Não planejei muita coisa antes de ir. Sabia que ia estar ventando como sempre está, mas tinha uma vaga ideia do que queria como, por exemplo, brincar com um lenço no vento, mas não muito além disso. Isso porque queria ver a luz proporcionada pelo nascer do sol naquela manhã para então determinar o como o ensaio seria. Foi tudo improvisado. O nascer do sol foi bem tímido, estava bastante nublado, e perfeito para captar aquele sentimento.







Quando estou sozinha eu me solto, eu sou inteira, eu me jogo, eu me liberto e eu sinto. Não há vergonha, julgamentos, críticas ou expectativas. Se fosse eu a algum tempo atrás indo com uma pessoa para essa sessão de fotos eu provavelmente me travaria um pouco. Dessa vez não foi assim. Eu estava tão inspirada e determinada que a mera presença da minha amiga não me intimidou. Nem o frio e o vento me incomodou.


Eu fiquei bem contente com o resultado das fotos, ficou acima das minhas expectativas. Estava esperando sair com no máximo três boas fotos e terminei com 19 fotos editadas de um total de 100 mais ou menos. Acho que consegui captar a emoção de estar começando um novo ciclo. De voltar a me expressar e me conhecer sem intenções e expectações. Hoje eu entendo. É aí onde mora minha liberdade de ser. A morada da minha essência.

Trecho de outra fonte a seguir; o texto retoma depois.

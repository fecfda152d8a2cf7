//! Filter selection state and the filter engine.

use tracing::debug;

use crate::model::CacheRecord;

use super::FilterTag;

/// Ordered set of currently-selected filter tags.
///
/// Insertion order is toggle order. Toggling a selected tag removes it,
/// so duplicates cannot occur.
#[derive(Debug, Clone, Default, PartialEq)]
pub struct FilterState {
    tags: Vec<FilterTag>,
}

impl FilterState {
    /// Create an empty selection.
    pub fn new() -> Self {
        Self::default()
    }

    /// Toggle a tag. Returns whether the tag is selected afterwards.
    pub fn toggle(&mut self, tag: FilterTag) -> bool {
        if let Some(pos) = self.tags.iter().position(|t| *t == tag) {
            self.tags.remove(pos);
            debug!(%tag, "filter tag deselected");
            false
        } else {
            self.tags.push(tag);
            debug!(%tag, "filter tag selected");
            true
        }
    }

    /// Deselect every tag.
    pub fn clear(&mut self) {
        self.tags.clear();
    }

    /// Whether a tag is currently selected.
    #[allow(dead_code)]
    pub fn contains(&self, tag: FilterTag) -> bool {
        self.tags.contains(&tag)
    }

    /// Whether no tag is selected.
    #[allow(dead_code)]
    pub fn is_empty(&self) -> bool {
        self.tags.is_empty()
    }

    /// Selected tags in toggle order.
    pub fn tags(&self) -> &[FilterTag] {
        &self.tags
    }

    /// Compute the visible subset of `all` under the current selection.
    ///
    /// An empty selection is the identity. Otherwise a record survives if
    /// its type is one of the selected types (when any type is selected)
    /// and at least one selected feature flag is true on it (when any
    /// feature is selected). Relative order is preserved.
    pub fn apply(&self, all: &[CacheRecord]) -> Vec<CacheRecord> {
        if self.tags.is_empty() {
            return all.to_vec();
        }

        let mut types = Vec::new();
        let mut features = Vec::new();
        for tag in &self.tags {
            match tag {
                FilterTag::Type(cache_type) => types.push(*cache_type),
                FilterTag::Feature(feature) => features.push(*feature),
            }
        }

        all.iter()
            .filter(|cache| types.is_empty() || types.contains(&cache.cache_type))
            .filter(|cache| {
                features.is_empty() || features.iter().any(|f| cache.has_feature(*f))
            })
            .cloned()
            .collect()
    }
}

No fim das contas eu tenho me transformado no meu velho jeito de ser. Reencontrando minhas origens e voltando aos poucos pra minha casa que abandonei por um tempo. Não sou de ficar no passado, pelo menos no passado que consigo lembrar, mas se uma palavra pudesse descrever todo o meu ser seria ‘nostalgia’. Sinto uma constante nostalgia de não sei o que. Será algo que vivi tão perfeito que nunca poderá ser vivido novamente?

Talvez não há palavras para descrever precisamente esse sentimento, talvez um dia elas cheguem, mas não por agora. Por agora eu deixo meu reflexo na camera. E escrevo o pouco que sei.